(Dataset entries)
=== Begin Enclosure ===

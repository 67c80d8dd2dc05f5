//! Cloudflare Pages backend for pagesflow
//!
//! # Features
//!
//! - [`TokioRunner`]: runs the publishing tool as a child process with
//!   captured output and an optional timeout
//! - [`Wrangler`]: checks that wrangler can be started
//! - [`PagesApi`]: verifies the API token and the Pages project via the
//!   Cloudflare API
//!
//! # Requirements
//!
//! - `wrangler` (or `npx` with network access) for uploads
//!
//! # Example
//!
//! ```ignore
//! use pagesflow_cloudflare::{TokioRunner, Wrangler};
//! use pagesflow_core::PublishTool;
//!
//! let wrangler = Wrangler::new(PublishTool::wrangler(), TokioRunner);
//! println!("wrangler {}", wrangler.version().await?);
//! ```

pub mod error;
pub mod pages;
pub mod runner;
pub mod wrangler;

pub use error::{CloudflareError, Result};
pub use pages::{PagesApi, PagesProject, TokenStatus};
pub use runner::TokioRunner;
pub use wrangler::Wrangler;
use colored::Colorize;
use pagesflow_cloudflare::TokioRunner;
use pagesflow_config::{ConfigStore, StateManager};
use pagesflow_core::{CommandGenerator, StaticGenerator};
use std::path::Path;

pub async fn handle(config_dir: &Path, base_url: Option<String>) -> anyhow::Result<()> {
    let tools = ConfigStore::new(config_dir).load_tools()?;
    let base_url = base_url.unwrap_or_else(|| tools.base_url.clone());

    println!("{}", "静的HTMLの生成を開始します...".blue().bold());
    println!("ベースURL: {}", base_url.cyan());

    let generator = CommandGenerator::new(
        TokioRunner,
        &tools.generator_program,
        tools.generator_args.clone(),
    )
    .with_timeout(tools.generate_timeout());

    // デプロイ中に生成物を書き換えない
    let state_manager = StateManager::new(config_dir);
    let lock = state_manager.acquire_lock().await?;

    let result = generator.generate(&base_url).await;
    let mut state = state_manager.load().await?;

    match result {
        Ok(report) => {
            tracing::debug!("Generator output:\n{}", report.output);
            state.mark_generated(&report.base_url);
            state_manager.save(&state).await?;
            lock.release().await?;

            println!("{}", "✓ 静的HTMLの生成が完了しました".green().bold());
            println!("  次のコマンドでデプロイできます: {}", "pagesflow deploy".cyan());
            Ok(())
        }
        Err(e) => {
            // 失敗した生成物はデプロイさせない
            state.clear_generated();
            state_manager.save(&state).await?;
            lock.release().await?;
            Err(anyhow::anyhow!("静的HTMLの生成に失敗しました: {}", e))
        }
    }
}
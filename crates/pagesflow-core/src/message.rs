//! User feedback

use std::sync::Mutex;

#[derive(Debug, Clone, Copy, PartialEq, Eq)]
pub enum MessageLevel {
    Status,
    Error,
}

/// Where user-facing messages go
///
/// Handed to the deployer at construction; nothing looks a sink up globally.
pub trait MessageSink: Send + Sync {
    fn add(&self, level: MessageLevel, text: &str);

    fn status(&self, text: &str) {
        self.add(MessageLevel::Status, text);
    }

    fn error(&self, text: &str) {
        self.add(MessageLevel::Error, text);
    }
}

/// Sink that keeps messages in memory
#[derive(Debug, Default)]
pub struct MemorySink {
    messages: Mutex<Vec<(MessageLevel, String)>>,
}

impl MemorySink {
    pub fn new() -> Self {
        Self::default()
    }

    pub fn messages(&self) -> Vec<(MessageLevel, String)> {
        self.messages
            .lock()
            .map(|m| m.clone())
            .unwrap_or_default()
    }
}

impl MessageSink for MemorySink {
    fn add(&self, level: MessageLevel, text: &str) {
        if let Ok(mut messages) = self.messages.lock() {
            messages.push((level, text.to_string()));
        }
    }
}
use colored::Colorize;
use pagesflow_config::{SyncSettings, ToolSettings};
use pagesflow_core::{DeployConfig, PublishTool};
use std::path::{Path, PathBuf};

/// 保存済み設定からデプロイ設定を組み立てる
///
/// 未入力の項目は空文字のまま渡し、検証は Deployer に任せる
pub fn deploy_config(sync: &SyncSettings, content_path: PathBuf) -> DeployConfig {
    DeployConfig::new(
        sync.cloudflare_account_id.clone().unwrap_or_default(),
        sync.cloudflare_api_token.clone().unwrap_or_default(),
        sync.cloudflare_project_name.clone().unwrap_or_default(),
        content_path,
    )
}

pub fn publish_tool(tools: &ToolSettings) -> PublishTool {
    PublishTool::new(&tools.publisher_program, tools.publisher_args.clone())
}

/// アップロード対象ディレクトリ（相対パスは作業ディレクトリ基準）
pub fn static_content_path(tools: &ToolSettings) -> anyhow::Result<PathBuf> {
    let current_dir = std::env::current_dir()?;
    Ok(tools.static_content_path(&current_dir))
}

/// 未入力の設定項目を案内付きで表示
pub fn print_missing_settings(missing: &[&str]) {
    eprintln!("{}", "Cloudflare連携設定が不足しています:".yellow());
    for key in missing {
        eprintln!("  • {}", key.cyan());
    }
    eprintln!();
    eprintln!(
        "{}",
        "ヒント: pagesflow config set --account-id <ID> --project-name <NAME> で設定してください"
            .yellow()
    );
    eprintln!("        APIトークンは CLOUDFLARE_API_TOKEN 環境変数での指定を推奨します");
}

pub fn display_path(path: &Path) -> String {
    path.display().to_string().cyan().to_string()
}
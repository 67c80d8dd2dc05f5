#![allow(deprecated)]

use assert_cmd::Command;
use pagesflow_config::{ConfigStore, SyncSettings, ToolSettings};
use std::path::{Path, PathBuf};
use tempfile::TempDir;

/// 作業ディレクトリと設定ディレクトリを分けたテスト環境
pub struct TestSite {
    pub root: TempDir,
}

impl TestSite {
    pub fn new() -> Self {
        let root = tempfile::tempdir().unwrap();
        std::fs::create_dir_all(root.path().join("config")).unwrap();
        Self { root }
    }

    pub fn path(&self) -> PathBuf {
        self.root.path().to_path_buf()
    }

    pub fn config_dir(&self) -> PathBuf {
        self.root.path().join("config")
    }

    pub fn store(&self) -> ConfigStore {
        ConfigStore::new(self.config_dir())
    }

    /// 環境のCloudflare変数に影響されない pagesflow コマンド
    pub fn cmd(&self) -> Command {
        let mut cmd = Command::cargo_bin("pagesflow").unwrap();
        cmd.current_dir(self.path())
            .env("PAGESFLOW_CONFIG_DIR", self.config_dir())
            .env_remove("CLOUDFLARE_ACCOUNT_ID")
            .env_remove("CLOUDFLARE_API_TOKEN")
            .env_remove("CLOUDFLARE_PROJECT_NAME")
            .env_remove("RUST_LOG");
        cmd
    }

    #[allow(dead_code)]
    pub fn write_sync(&self, account_id: &str, api_token: &str, project_name: &str) {
        let settings = SyncSettings::new(account_id, api_token, project_name).unwrap();
        self.store().save_sync(&settings).unwrap();
    }

    /// 公開ツール・生成ツールを `sh -c <script>` に差し替える
    #[allow(dead_code)]
    pub fn write_tools(&self, publisher_script: &str, generator_script: &str) {
        let settings = ToolSettings {
            publisher_program: "sh".to_string(),
            publisher_args: vec![
                "-c".to_string(),
                publisher_script.to_string(),
                "wrangler".to_string(),
            ],
            generator_program: "sh".to_string(),
            generator_args: vec![
                "-c".to_string(),
                generator_script.to_string(),
                "drush".to_string(),
                "{base_url}".to_string(),
            ],
            ..ToolSettings::default()
        };
        self.store().save_tools(&settings).unwrap();
    }

    #[allow(dead_code)]
    pub fn state_json(&self) -> serde_json::Value {
        let content = std::fs::read_to_string(self.config_dir().join("state.json")).unwrap();
        serde_json::from_str(&content).unwrap()
    }

    #[allow(dead_code)]
    pub fn exists(&self, relative: impl AsRef<Path>) -> bool {
        self.root.path().join(relative).exists()
    }
}
mod commands;
mod message;
mod utils;

use clap::{Parser, Subcommand};
use std::path::PathBuf;

#[derive(Parser)]
#[command(name = "pagesflow")]
#[command(about = "静的サイトを生成して、Cloudflare Pagesへ公開する。", long_about = None)]
struct Cli {
    /// 設定ディレクトリ（既定: ~/.config/pagesflow）
    #[arg(long, global = true, env = "PAGESFLOW_CONFIG_DIR")]
    config_dir: Option<PathBuf>,

    #[command(subcommand)]
    command: Commands,
}

#[derive(Subcommand)]
enum Commands {
    /// Cloudflare連携設定を管理
    #[command(subcommand)]
    Config(ConfigCommands),
    /// 静的HTMLを生成
    Generate {
        /// クロール対象のベースURL（省略時は設定値）
        #[arg(long)]
        base_url: Option<String>,
    },
    /// 生成済みの静的サイトをCloudflare Pagesへデプロイ
    Deploy,
    /// 生成・デプロイの状態を表示
    Status,
    /// wrangler と Cloudflare API の疎通を確認
    Check,
    /// バージョン情報を表示
    Version,
}

/// Cloudflare連携設定のサブコマンド
#[derive(Subcommand)]
enum ConfigCommands {
    /// 設定を保存（3項目とも必須）
    Set {
        /// Cloudflare Account ID
        #[arg(long, env = "CLOUDFLARE_ACCOUNT_ID")]
        account_id: String,
        /// Cloudflare API Token（プロセス一覧に残さないよう環境変数での指定を推奨）
        #[arg(long, env = "CLOUDFLARE_API_TOKEN", hide_env_values = true)]
        api_token: String,
        /// Cloudflare Pages のプロジェクト名
        #[arg(long, env = "CLOUDFLARE_PROJECT_NAME")]
        project_name: String,
    },
    /// 現在の設定を表示（APIトークンはマスク）
    Show,
}

#[tokio::main]
async fn main() -> anyhow::Result<()> {
    let cli = Cli::parse();

    // ログはstderrへ（stdoutはユーザー向けメッセージ）
    tracing_subscriber::fmt()
        .with_writer(std::io::stderr)
        .with_env_filter(
            tracing_subscriber::EnvFilter::try_from_default_env()
                .unwrap_or_else(|_| tracing_subscriber::EnvFilter::new("warn")),
        )
        .init();

    // Versionコマンドは設定ディレクトリ不要
    if matches!(cli.command, Commands::Version) {
        println!("pagesflow {}", env!("CARGO_PKG_VERSION"));
        return Ok(());
    }

    let config_dir = match cli.config_dir {
        Some(dir) => {
            std::fs::create_dir_all(&dir)?;
            dir
        }
        None => pagesflow_config::get_config_dir()?,
    };
    tracing::debug!("Config directory: {}", config_dir.display());

    match cli.command {
        Commands::Config(ConfigCommands::Set {
            account_id,
            api_token,
            project_name,
        }) => {
            commands::config::handle_set(&config_dir, account_id, api_token, project_name)?;
        }
        Commands::Config(ConfigCommands::Show) => {
            commands::config::handle_show(&config_dir)?;
        }
        Commands::Generate { base_url } => {
            commands::generate::handle(&config_dir, base_url).await?;
        }
        Commands::Deploy => {
            let outcome = commands::deploy::handle(&config_dir).await?;
            // デプロイ失敗は終了コードにも反映する
            if !outcome.success {
                std::process::exit(1);
            }
        }
        Commands::Status => {
            commands::status::handle(&config_dir).await?;
        }
        Commands::Check => {
            if !commands::check::handle(&config_dir).await? {
                std::process::exit(1);
            }
        }
        Commands::Version => {
            unreachable!("Version is handled before config loading");
        }
    }

    Ok(())
}
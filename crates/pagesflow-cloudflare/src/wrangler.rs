//! wrangler CLI wrapper
//!
//! Checks that the publishing tool can be started before a deploy is
//! attempted. The upload itself goes through [`pagesflow_core::Deployer`].

use crate::error::{CloudflareError, Result};
use pagesflow_core::{ProcessRunner, PublishTool, RunError};

pub struct Wrangler<R> {
    tool: PublishTool,
    runner: R,
}

impl<R: ProcessRunner> Wrangler<R> {
    pub fn new(tool: PublishTool, runner: R) -> Self {
        Self { tool, runner }
    }

    pub fn tool(&self) -> &PublishTool {
        &self.tool
    }

    /// Run `<tool> --version` and return the reported version
    pub async fn version(&self) -> Result<String> {
        let invocation = self.tool.version_invocation();
        tracing::debug!("Running: {}", invocation.command_line());

        let output = match self.runner.run(&invocation).await {
            Ok(output) => output,
            Err(RunError::Spawn { source, .. }) => {
                return Err(CloudflareError::WranglerNotFound(source.to_string()));
            }
            Err(e) => return Err(e.into()),
        };

        if !output.success() {
            return Err(CloudflareError::CommandFailed(
                output.output.trim().to_string(),
            ));
        }

        Ok(parse_version(&output.output))
    }
}

/// Pick the version line out of `wrangler --version` output
///
/// Newer releases print a banner such as ` ⛅️ wrangler 3.78.2` followed by
/// a separator line; older ones print the bare version.
fn parse_version(output: &str) -> String {
    output
        .lines()
        .map(str::trim)
        .find(|line| line.chars().any(|c| c.is_ascii_digit()))
        .map(|line| {
            line.rsplit(' ')
                .next()
                .unwrap_or(line)
                .to_string()
        })
        .unwrap_or_default()
}

#[cfg(test)]
mod tests {
    use super::*;
    use async_trait::async_trait;
    use pagesflow_core::{Invocation, ProcessOutput};

    struct Reply(Option<i32>, &'static str);

    #[async_trait]
    impl ProcessRunner for Reply {
        async fn run(&self, invocation: &Invocation) -> std::result::Result<ProcessOutput, RunError> {
            assert_eq!(invocation.args.last().map(String::as_str), Some("--version"));
            Ok(ProcessOutput::new(self.0, self.1))
        }
    }

    struct Missing;

    #[async_trait]
    impl ProcessRunner for Missing {
        async fn run(&self, invocation: &Invocation) -> std::result::Result<ProcessOutput, RunError> {
            Err(RunError::Spawn {
                program: invocation.program.clone(),
                source: std::io::Error::new(std::io::ErrorKind::NotFound, "not found"),
            })
        }
    }

    #[test]
    fn test_parse_version() {
        assert_eq!(parse_version("3.22.1\n"), "3.22.1");
        assert_eq!(
            parse_version(" ⛅️ wrangler 3.78.2\n-------------------\n"),
            "3.78.2"
        );
        assert_eq!(parse_version(""), "");
    }

    #[tokio::test]
    async fn test_version_ok() {
        let wrangler = Wrangler::new(PublishTool::wrangler(), Reply(Some(0), "3.22.1\n"));
        assert_eq!(wrangler.version().await.unwrap(), "3.22.1");
    }

    #[tokio::test]
    async fn test_version_command_failed() {
        let wrangler = Wrangler::new(PublishTool::wrangler(), Reply(Some(1), "npm ERR! 404\n"));
        assert!(matches!(
            wrangler.version().await,
            Err(CloudflareError::CommandFailed(msg)) if msg == "npm ERR! 404"
        ));
    }

    #[tokio::test]
    async fn test_version_not_installed() {
        let wrangler = Wrangler::new(PublishTool::wrangler(), Missing);
        assert!(matches!(
            wrangler.version().await,
            Err(CloudflareError::WranglerNotFound(_))
        ));
    }
}
use std::path::PathBuf;
use thiserror::Error;

#[derive(Error, Debug)]
pub enum ConfigError {
    #[error("設定ディレクトリが見つかりません")]
    ConfigDirNotFound,

    #[error("必須項目が未入力です: {0}")]
    RequiredField(&'static str),

    #[error("設定ファイルを読み込めません ({path}): {source}")]
    Parse {
        path: PathBuf,
        #[source]
        source: serde_yaml::Error,
    },

    #[error("状態ファイルのバージョン {found} はサポート外です (対応: {supported})")]
    UnsupportedStateVersion { found: u32, supported: u32 },

    #[error("別の生成またはデプロイが実行中です ({holder}, {since} から)。完了してから再実行してください")]
    DeployLocked { holder: String, since: String },

    #[error("YAML エラー: {0}")]
    Yaml(#[from] serde_yaml::Error),

    #[error("JSON エラー: {0}")]
    Json(#[from] serde_json::Error),

    #[error("IO エラー: {0}")]
    Io(#[from] std::io::Error),
}

pub type Result<T> = std::result::Result<T, ConfigError>;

=== End Enclosure ===

Look through the data above and report every line in which "PathBuf" appears.

use std::path::{Path, PathBuf};
pub fn deploy_config(sync: &SyncSettings, content_path: PathBuf) -> DeployConfig {
pub fn static_content_path(tools: &ToolSettings) -> anyhow::Result<PathBuf> {
use std::path::{Path, PathBuf};
    pub fn path(&self) -> PathBuf {
    pub fn config_dir(&self) -> PathBuf {
use std::path::PathBuf;
    config_dir: Option<PathBuf>,
use std::path::PathBuf;
        path: PathBuf,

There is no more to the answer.